§ **WHAT THE TASK ASKS**
Please repeat the records below exactly, from the first line through the line containing "use serde::Serialize;", and nothing more.

++++ DATA EXTRACT

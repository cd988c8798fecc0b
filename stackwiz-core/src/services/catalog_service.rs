//! Read-only views of stacks, templates and served domains

use std::collections::{BTreeMap, BTreeSet};
use std::sync::Arc;

use serde::Serialize;

use stackwiz_provider::log_sanitizer::mask_secret;

use crate::error::CoreResult;
use crate::services::ServiceContext;
use crate::template::{self, TemplateOverrides};
use crate::types::{RuntimeStatus, StackKind, StackSummary};

/// Environment keys whose values are masked when read back
const SECRET_KEY_MARKERS: [&str; 5] = ["KEY", "SECRET", "TOKEN", "PASSWORD", "PASS"];

/// Where a template comes from
#[derive(Debug, Clone, Copy, PartialEq, Eq, Serialize)]
#[serde(rename_all = "lowercase")]
pub enum TemplateSource {
    Builtin,
    Override,
}

/// Effective manifest and environment templates for one archetype
#[derive(Debug, Clone, Serialize)]
pub struct TemplateView {
    pub kind: StackKind,
    pub manifest_source: TemplateSource,
    pub env_source: TemplateSource,
    pub volume_dirs: &'static [&'static str],
    #[serde(skip_serializing_if = "Option::is_none")]
    pub fixed_image: Option<&'static str>,
    #[serde(skip_serializing_if = "Option::is_none")]
    pub fixed_port: Option<u16>,
    pub manifest: String,
    pub env: String,
}

pub struct CatalogService {
    ctx: Arc<ServiceContext>,
}

impl CatalogService {
    #[must_use]
    pub fn new(ctx: Arc<ServiceContext>) -> Self {
        Self { ctx }
    }

    /// Manifest text exactly as stored
    pub async fn stack_manifest(&self, name: &str) -> CoreResult<String> {
        let record = self.ctx.store.read(name).await?;
        Ok(tokio::fs::read_to_string(&record.manifest_path).await?)
    }

    /// Environment file entries, with secret-looking values masked
    pub async fn stack_environment(&self, name: &str) -> CoreResult<BTreeMap<String, String>> {
        let record = self.ctx.store.read(name).await?;
        Ok(record
            .environment
            .into_iter()
            .map(|(key, value)| {
                let upper = key.to_ascii_uppercase();
                if SECRET_KEY_MARKERS.iter().any(|m| upper.contains(m)) {
                    (key, mask_secret(&value))
                } else {
                    (key, value)
                }
            })
            .collect())
    }

    /// Stored metadata plus live runtime status. A failed status query reads as `error`.
    pub async fn stack_status(&self, name: &str) -> CoreResult<StackSummary> {
        let record = self.ctx.store.read(name).await?;
        let status = match self
            .ctx
            .runtime
            .status(&record.path, &record.manifest_path)
            .await
        {
            Ok(status) => status,
            Err(e) => {
                log::warn!("Status of stack {name} unavailable: {e}");
                RuntimeStatus::Error
            }
        };
        Ok(StackSummary {
            status: Some(status),
            ..StackSummary::from(record)
        })
    }

    /// Every archetype with its effective templates
    pub async fn templates(&self) -> CoreResult<Vec<TemplateView>> {
        let mut views = Vec::with_capacity(StackKind::ALL.len());
        for kind in StackKind::ALL {
            views.push(self.template(kind).await?);
        }
        Ok(views)
    }

    /// Templates used for `kind`: the override directory wins over the built-in text
    pub async fn template(&self, kind: StackKind) -> CoreResult<TemplateView> {
        let TemplateOverrides { manifest, env } =
            self.ctx.store.load_template_overrides(kind).await?;
        let arch = template::archetype(kind);
        let pick = |custom: Option<String>, builtin: &str| match custom {
            Some(text) => (TemplateSource::Override, text),
            None => (TemplateSource::Builtin, builtin.to_string()),
        };
        let (manifest_source, manifest) = pick(manifest, arch.manifest_template);
        let (env_source, env) = pick(env, arch.env_template);

        Ok(TemplateView {
            kind,
            manifest_source,
            env_source,
            volume_dirs: arch.volume_dirs,
            fixed_image: arch.fixed_image,
            fixed_port: arch.fixed_port,
            manifest,
            env,
        })
    }

    /// Default domain plus every stack domain, sorted and deduplicated
    pub async fn domains(&self) -> CoreResult<Vec<String>> {
        let mut domains = BTreeSet::from([self.ctx.config.default_domain.clone()]);
        for name in self.ctx.store.list_names().await? {
            match self.ctx.store.read(&name).await {
                Ok(record) => domains.extend(record.domain),
                Err(e) => log::warn!("Skipping stack {name}: {e}"),
            }
        }
        Ok(domains.into_iter().collect())
    }
}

++++++++

§ **TASK OUTPUT**
repository cd988c8798fecc0b
filename stackwiz-core/src/services/catalog_service.rs
//! Read-only views of stacks, templates and served domains

use std::collections::{BTreeMap, BTreeSet};
use std::sync::Arc;

use serde::Serialize;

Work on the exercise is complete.